July-August 2008

Our deadline in the editorial office is two months ahead of publication date. I’m writing this on 28 April, the day after the fourth death anniversary of the founding editor of Misyon, Fr Niall O’Brien.

Father Niall was a great admirer of Dorothy Day, founder of the Catholic Worker movement, recognized by Pope John Paul II in 2000 as a ‘Servant of God’, meaning that the cause for her beatification has been approved. Dorothy was a pacifist, a social reformer, but with an intense traditional Catholic spirituality. She used her talent as a journalist to draw the attention of people to the plight of the poor.

Unlike some reformers, Dorothy cared for those in need here and now while advocating change. She lived with the poor in New York City in one of the houses of hospitality that the Catholic Worker established. There are now around 200 throughout the world. These homes welcome homeless people who need a place where they can eat and sleep. There is always soup simmering in the kitchen and Dorothy once wrote that it was a symbol of the community – always changing. Leftovers go into it each day and nothing goes to waste. As there are constant newcomers, both assistants and persons needing shelter, and others leaving, the community keeps changing, just like the soup.

I find Misyon to be something like that. Some magazines are planned in detail months in advance. Your editor can’t function that way. Maybe his staff gets anxious on occasion. Some items come in because we invite people to send us a story. Other items come in unexpectedly. Like the news this morning that the new Papal Nuncio to Mongolia is Archbishop Osvaldo M. Padilla. There are only three bishops in the world with the family name ‘Padilla’. All three are Filipinos and all three are working outside their own country, two as nuncios and one as the first ever bishop in Mongolia. Two of the three are involved in the tiny church in that huge country that is more that five times the size of the Philippines, but with 2,400,000 people, compared to the more than 82,000,000 here, of whom only about 540, if that, are Catholics.

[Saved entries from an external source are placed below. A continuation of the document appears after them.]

//! File-level pack/unpack.
//!
//! Outputs are written to a temp file in the destination directory and only
//! persisted (renamed over the final path) once the whole run succeeded.
//! Inputs for unpacking are memory-mapped read-only.

use crate::consts::{BIN_EXT, DICT_EXT};
use crate::dict::LoadedDictionary;
use crate::errors::{JpakError, Result};
use crate::pack::{pack, PackStats};
use crate::unpack::{unpack, UnpackStats};
use crate::utils::change_extension;
use memmap2::Mmap;
use std::fs::File;
use std::io::{BufWriter, IntoInnerError, Read, Write};
use std::ops::Deref;
use std::path::{Path, PathBuf};
use tempfile::NamedTempFile;
use tracing::{debug, info};

/// Output locations of a pack run.
#[derive(Debug, Clone, PartialEq, Eq)]
pub struct PackPaths {
    pub binary: PathBuf,
    pub dict: PathBuf,
}

impl PackPaths {
    /// `<stem>.bj` and `<stem>.dict` next to `input`.
    pub fn beside(input: &Path) -> Self {
        Self {
            binary: change_extension(input, BIN_EXT),
            dict: change_extension(input, DICT_EXT),
        }
    }
}

fn stage(path: &Path) -> Result<BufWriter<NamedTempFile>> {
    let dir = match path.parent() {
        Some(p) if !p.as_os_str().is_empty() => p,
        _ => Path::new("."),
    };
    let tmp = tempfile::Builder::new()
        .prefix(".jpak_")
        .tempfile_in(dir)
        .map_err(|source| JpakError::Open { path: path.to_path_buf(), source })?;
    Ok(BufWriter::new(tmp))
}

fn publish(w: BufWriter<NamedTempFile>, path: &Path) -> Result<()> {
    let tmp = w.into_inner().map_err(IntoInnerError::into_error)?;
    tmp.as_file().sync_all()?;
    tmp.persist(path)?;
    debug!(path = %path.display(), "published");
    Ok(())
}

/// Packs `input` into the two files named by `paths`.
pub fn pack_reader<R: Read>(input: R, paths: &PackPaths) -> Result<PackStats> {
    let mut bin = stage(&paths.binary)?;
    let mut dict = stage(&paths.dict)?;
    let (keys, stats) = pack(input, &mut bin)?;
    keys.write_to(&mut dict)?;
    dict.flush()?;
    publish(bin, &paths.binary)?;
    publish(dict, &paths.dict)?;
    info!(
        records = stats.records,
        keys = stats.keys,
        binary = %paths.binary.display(),
        dict = %paths.dict.display(),
        "packed"
    );
    Ok(stats)
}

/// Packs the file at `input` into `<stem>.bj` / `<stem>.dict` beside it.
pub fn pack_file(input: &Path) -> Result<(PackPaths, PackStats)> {
    let f = File::open(input).map_err(|source| JpakError::Open { path: input.to_path_buf(), source })?;
    let paths = PackPaths::beside(input);
    let stats = pack_reader(f, &paths)?;
    Ok((paths, stats))
}

/// Read-only view of an input file.
pub enum MappedFile {
    Map(Mmap),
    Empty,
}

impl MappedFile {
    pub fn open(path: &Path) -> Result<Self> {
        let f = File::open(path).map_err(|source| JpakError::Open { path: path.to_path_buf(), source })?;
        if f.metadata()?.len() == 0 {
            return Ok(MappedFile::Empty);
        }
        // the file is only read, and not expected to change while mapped
        let mmap = unsafe { Mmap::map(&f)? };
        Ok(MappedFile::Map(mmap))
    }
}

impl Deref for MappedFile {
    type Target = [u8];
    fn deref(&self) -> &[u8] {
        match self {
            MappedFile::Map(m) => &m[..],
            MappedFile::Empty => &[],
        }
    }
}

pub fn load_dictionary(path: &Path) -> Result<LoadedDictionary> {
    let data = MappedFile::open(path)?;
    let dict = LoadedDictionary::load(&data)?;
    debug!(path = %path.display(), entries = dict.len(), "dictionary loaded");
    Ok(dict)
}

/// Unpacks the record file at `binary` into JSON lines at `output`.
pub fn unpack_file(binary: &Path, dict: &LoadedDictionary, output: &Path) -> Result<UnpackStats> {
    let data = MappedFile::open(binary)?;
    let mut out = stage(output)?;
    let stats = unpack(&data, dict, &mut out)?;
    publish(out, output)?;
    info!(records = stats.records, output = %output.display(), "unpacked");
    Ok(stats)
}
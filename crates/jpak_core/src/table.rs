//! Open-addressing hash table keyed by byte strings.
//!
//! Slot index is `strhash(key) % nslots`; collisions probe linearly (+1, wrap).
//! The table grows by doubling (minimum 2 slots) before a new key would push
//! the load to one half, so `len() * 2 < capacity()` holds after every `put`
//! and every probe chain ends at an empty slot.
//!
//! There is no removal. Entries live as long as the table, which keeps probe
//! chains free of tombstones. Iteration walks the slot array, so its order
//! depends on the hashes and the current capacity, not on insertion order.

use crate::utils::strhash;
use std::borrow::Borrow;

/// Value stored by the key dictionary: an owned name or a 32-bit id.
#[derive(Debug, Clone, PartialEq, Eq)]
pub enum TableValue {
    Text(Box<[u8]>),
    Int(i32),
}

impl TableValue {
    pub fn as_int(&self) -> Option<i32> {
        match self {
            TableValue::Int(i) => Some(*i),
            TableValue::Text(_) => None,
        }
    }

    pub fn as_text(&self) -> Option<&[u8]> {
        match self {
            TableValue::Text(s) => Some(s),
            TableValue::Int(_) => None,
        }
    }
}

#[inline]
fn bytes_of<K: Borrow<[u8]>>(k: &K) -> &[u8] { k.borrow() }

pub struct HashTable<K = Box<[u8]>, V = TableValue> {
    slots: Vec<Option<(K, V)>>,
    nused: usize,
}

impl<K, V> Default for HashTable<K, V> {
    fn default() -> Self { Self { slots: Vec::new(), nused: 0 } }
}

impl<K: Borrow<[u8]>, V> HashTable<K, V> {
    pub fn new() -> Self { Self::default() }

    /// Occupied slots.
    pub fn len(&self) -> usize { self.nused }
    pub fn is_empty(&self) -> bool { self.nused == 0 }
    /// Total slots.
    pub fn capacity(&self) -> usize { self.slots.len() }

    // Index of the slot holding `key`, or of the empty slot ending its chain.
    fn find(&self, key: &[u8]) -> Option<usize> {
        let nslots = self.slots.len();
        if nslots == 0 { return None; }
        let mut idx = strhash(key) as usize % nslots;
        loop {
            match &self.slots[idx] {
                Some((k, _)) if bytes_of(k) != key => idx = (idx + 1) % nslots,
                _ => return Some(idx),
            }
        }
    }

    pub fn has(&self, key: &[u8]) -> bool {
        self.get(key).is_some()
    }

    pub fn get(&self, key: &[u8]) -> Option<&V> {
        let idx = self.find(key)?;
        self.slots[idx].as_ref().map(|(_, v)| v)
    }

    /// Inserts or overwrites. Returns the previous value for an existing key.
    pub fn put(&mut self, key: K, value: V) -> Option<V> {
        if let Some(idx) = self.find(bytes_of(&key)) {
            if let Some((_, v)) = self.slots[idx].as_mut() {
                return Some(std::mem::replace(v, value));
            }
        }
        while (self.nused + 1) * 2 >= self.slots.len() {
            self.grow();
        }
        let idx = match self.find(bytes_of(&key)) {
            Some(idx) => idx,
            None => unreachable!("grown table has slots"),
        };
        self.slots[idx] = Some((key, value));
        self.nused += 1;
        None
    }

    fn grow(&mut self) {
        let nslots = if self.slots.is_empty() { 2 } else { self.slots.len() * 2 };
        let old = std::mem::replace(&mut self.slots, Vec::new());
        self.slots.resize_with(nslots, || None);
        for (k, v) in old.into_iter().flatten() {
            // reinsert directly; nused is unchanged and capacity is already sufficient
            let idx = match self.find(bytes_of(&k)) {
                Some(idx) => idx,
                None => unreachable!("grown table has slots"),
            };
            self.slots[idx] = Some((k, v));
        }
    }

    /// Entries in slot order. The shared borrow rules out mutation while iterating.
    pub fn iter(&self) -> Iter<'_, K, V> {
        Iter { slots: self.slots.iter() }
    }
}

pub struct Iter<'a, K, V> {
    slots: std::slice::Iter<'a, Option<(K, V)>>,
}

impl<'a, K: Borrow<[u8]>, V> Iterator for Iter<'a, K, V> {
    type Item = (&'a [u8], &'a V);
    fn next(&mut self) -> Option<Self::Item> {
        self.slots.by_ref().flatten().next().map(|(k, v)| (bytes_of(k), v))
    }
}

impl<'a, K: Borrow<[u8]>, V> IntoIterator for &'a HashTable<K, V> {
    type Item = (&'a [u8], &'a V);
    type IntoIter = Iter<'a, K, V>;
    fn into_iter(self) -> Self::IntoIter { self.iter() }
}
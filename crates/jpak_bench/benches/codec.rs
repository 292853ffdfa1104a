use criterion::{black_box, criterion_group, criterion_main, Criterion};
use jpak_core::{pack, unpack, HashTable, LoadedDictionary};
use rand::rngs::StdRng;
use rand::seq::IndexedRandom;
use rand::{Rng, SeedableRng};
use std::io::Cursor;

const ALPHABET: &[&str] = &[
    "a", "b", "c", "d", "e", "f", "g", "h", "i", "j", "k", "l", "m", "n", "o", "p", "q", "r", "s",
    "t", "u", "v", "w", "x", "y", "z", "\\\"", " ",
];

fn rand_key(rng: &mut StdRng) -> String {
    let n = rng.random_range(0..=10);
    ALPHABET.choose_multiple(rng, n).copied().collect()
}

/// Up to 10 fields per record; values are booleans, integers or short strings.
fn corpus(records: usize, seed: u64) -> String {
    let mut rng = StdRng::seed_from_u64(seed);
    let mut out = String::new();
    for _ in 0..records {
        let mut keys: Vec<String> = Vec::new();
        for _ in 0..rng.random_range(0..10) {
            let k = rand_key(&mut rng);
            if !keys.contains(&k) {
                keys.push(k);
            }
        }
        let fields: Vec<String> = keys
            .iter()
            .map(|k| {
                let v = match rng.random_range(0..4) {
                    0 => "true".to_string(),
                    1 => "false".to_string(),
                    2 => rng.random_range(-1_000_000..1_000_000).to_string(),
                    _ => format!("\"{}\"", rand_key(&mut rng)),
                };
                format!("\"{k}\":{v}")
            })
            .collect();
        out.push('{');
        out.push_str(&fields.join(","));
        out.push_str("}\n");
    }
    out
}

fn bench_codec(c: &mut Criterion) {
    let src = corpus(1000, 7);

    c.bench_function("pack", |b| {
        b.iter(|| {
            let mut out = Cursor::new(Vec::with_capacity(src.len()));
            black_box(pack(src.as_bytes(), &mut out).unwrap())
        })
    });

    let mut bin = Cursor::new(Vec::new());
    let (keys, _) = pack(src.as_bytes(), &mut bin).unwrap();
    let bin = bin.into_inner();
    let mut dict_bytes = Vec::new();
    keys.write_to(&mut dict_bytes).unwrap();
    let dict = LoadedDictionary::load(&dict_bytes).unwrap();

    c.bench_function("unpack", |b| {
        b.iter(|| {
            let mut out = Vec::with_capacity(src.len());
            black_box(unpack(&bin, &dict, &mut out).unwrap())
        })
    });

    let words: Vec<Box<[u8]>> = (0..10_000).map(|i| format!("key-{i}").into_bytes().into()).collect();
    c.bench_function("table_put_get", |b| {
        b.iter(|| {
            let mut t: HashTable<Box<[u8]>, usize> = HashTable::new();
            for (i, w) in words.iter().enumerate() {
                t.put(w.clone(), i);
            }
            black_box(words.iter().filter(|w| t.has(w)).count())
        })
    });
}

criterion_group!(benches, bench_codec);
criterion_main!(benches);
//! TLV record format (LE):
//!
//!   record = tag[1]=RECORD | len[4] | field*      (len = bytes of all fields)
//!   field  = tag[1] | len[4] | key_id[4] | payload (len = 4 + payload bytes)
//!
//! Payload is empty for TRUE/FALSE, an i32 for NUMBER and raw bytes for STRING.

use crate::consts::{Tag, KEY_ID_SIZE};
use crate::errors::{JpakError, Result};
use crate::utils::{read_i32, read_u8, write_i32, write_u8};
use std::io::{self, Write};

/// Field value. `T` is the text representation: a symbol while packing,
/// a byte slice on the wire.
#[derive(Debug, Clone, Copy, PartialEq, Eq)]
pub enum Value<T> {
    Bool(bool),
    Number(i32),
    Text(T),
}

impl<T> Value<T> {
    pub fn map_text<U>(self, f: impl FnOnce(T) -> U) -> Value<U> {
        match self {
            Value::Bool(b) => Value::Bool(b),
            Value::Number(n) => Value::Number(n),
            Value::Text(t) => Value::Text(f(t)),
        }
    }
}

impl Value<&[u8]> {
    pub fn tag(&self) -> Tag {
        match self {
            Value::Bool(true) => Tag::True,
            Value::Bool(false) => Tag::False,
            Value::Number(_) => Tag::Num,
            Value::Text(_) => Tag::Str,
        }
    }

    pub fn payload_len(&self) -> usize {
        match self {
            Value::Bool(_) => 0,
            Value::Number(_) => 4,
            Value::Text(t) => t.len(),
        }
    }
}

/// Writes one field; returns the bytes written including its header.
pub fn write_field<W: Write>(w: &mut W, key_id: i32, value: &Value<&[u8]>) -> Result<u64> {
    let payload = value.payload_len();
    let len = i32::try_from(payload)
        .ok()
        .and_then(|n| n.checked_add(KEY_ID_SIZE))
        .ok_or(JpakError::RecordTooLarge(payload as u64))?;
    write_u8(w, value.tag() as u8)?;
    write_i32(w, len)?;
    write_i32(w, key_id)?;
    match value {
        Value::Bool(_) => {}
        Value::Number(n) => write_i32(w, *n)?,
        Value::Text(t) => w.write_all(t)?,
    }
    Ok(1 + 4 + len as u64)
}

/// Splits the next record's field bytes off `data`.
pub fn read_record<'a>(data: &mut &'a [u8]) -> Result<&'a [u8]> {
    let tag = read_u8(data)?;
    if tag != Tag::Record as u8 {
        return Err(JpakError::MalformedBinary);
    }
    let len = read_i32(data).map_err(|_| JpakError::MalformedBinary)?;
    take(data, len).ok_or(JpakError::MalformedBinary)
}

/// Decodes the next field from a record's field bytes.
pub fn read_field<'a>(rec: &mut &'a [u8]) -> Result<(i32, Value<&'a [u8]>)> {
    decode_field(rec).ok_or(JpakError::MalformedBinary)
}

fn decode_field<'a>(rec: &mut &'a [u8]) -> Option<(i32, Value<&'a [u8]>)> {
    let tag = Tag::from_u8(read_u8(rec).ok()?)?;
    let len = read_i32(rec).ok()?;
    let key_id = read_i32(rec).ok()?;
    let payload = take(rec, len.checked_sub(KEY_ID_SIZE)?)?;
    let value = match tag {
        Tag::True if payload.is_empty() => Value::Bool(true),
        Tag::False if payload.is_empty() => Value::Bool(false),
        Tag::Num if payload.len() == 4 => Value::Number(read_i32(&mut &payload[..]).ok()?),
        Tag::Str => Value::Text(payload),
        _ => return None,
    };
    Some((key_id, value))
}

fn take<'a>(data: &mut &'a [u8], len: i32) -> Option<&'a [u8]> {
    let n = usize::try_from(len).ok()?;
    if data.len() < n {
        return None;
    }
    let (head, rest) = data.split_at(n);
    *data = rest;
    Some(head)
}

/// Renders `"name":value`. Text is written as-is between quotes; it was
/// JSON-escaped in the source and never decoded.
pub fn write_json_field<W: Write>(out: &mut W, name: &[u8], value: &Value<&[u8]>) -> io::Result<()> {
    out.write_all(b"\"")?;
    out.write_all(name)?;
    out.write_all(b"\":")?;
    match value {
        Value::Bool(true) => out.write_all(b"true"),
        Value::Bool(false) => out.write_all(b"false"),
        Value::Number(n) => write!(out, "{n}"),
        Value::Text(t) => {
            out.write_all(b"\"")?;
            out.write_all(t)?;
            out.write_all(b"\"")
        }
    }
}
use serde::{Deserialize, Serialize};

/// Explicit two-level subdivision of the shadow and cookie atlases.
///
/// The first count splits the whole atlas, every following count splits the
/// matching top-level cell again. Without a split the atlas is divided into
/// equal squares each frame, one per light that needs a slot.
#[derive(Debug, Clone, PartialEq, Eq, Hash, Serialize, Deserialize)]
#[serde(try_from = "Vec<u32>", into = "Vec<u32>")]
pub struct AtlasSplit {
    counts: Vec<u32>,
}

impl AtlasSplit {
    /// Returns `None` when `counts` is empty.
    pub fn new(counts: Vec<u32>) -> Option<Self> {
        if counts.is_empty() {
            None
        } else {
            Some(Self { counts })
        }
    }

    pub fn top_level(&self) -> u32 {
        self.counts[0]
    }

    pub fn second_level(&self) -> &[u32] {
        &self.counts[1..]
    }

    pub fn as_slice(&self) -> &[u32] {
        &self.counts
    }
}

impl TryFrom<Vec<u32>> for AtlasSplit {
    type Error = &'static str;

    fn try_from(counts: Vec<u32>) -> Result<Self, Self::Error> {
        Self::new(counts).ok_or("atlas split needs at least one subdivision count")
    }
}

impl From<AtlasSplit> for Vec<u32> {
    fn from(split: AtlasSplit) -> Self {
        split.counts
    }
}

/// Identifier of the layer that receives clustered lighting debug rendering.
#[derive(Debug, Clone, Copy, PartialEq, Eq, Hash, Serialize, Deserialize)]
#[serde(transparent)]
pub struct LayerId(pub u32);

At one level these facts are simply trivia. But at another they show how the Church in the Philippines has radically changed in the last few decades. The theme for this year’s world Youth Day and for our essay contest is ‘You will receive power when the Holy Spirit has come upon you; and you will be my witnesses’ (Acts 1:8). Filipino Catholics are now witnesses to the Resurrection of the Lord Jesus in many countries, as bishops, as leaders of international missionary congregations, as missionaries, priests, religious and lay, and as overseas workers in many professions, such as Mindy Miñoza and Belinda Pantaleon, featured in this issue.

When Misyon began twenty years ago it couldn’t have published stories from or about Filipino missionaries in the Marshall Islands, Mongolia or Myanmar, as this issue does, because there were no such persons, and relatively few anywhere else.

In Ireland, where your editor is from, being ‘in the soup’ means being in trouble. But he is more than happy to be ‘in the soup’ that is the ongoing, growing and changing reality of the missionary dimension of the Philippine Church, rather like the soup in the kitchen of Dorothy Day’s houses of hospitality, a ‘soup’ that nourishes us with the Word of the Risen Lord when it is stirred with the power of the Holy Spirit.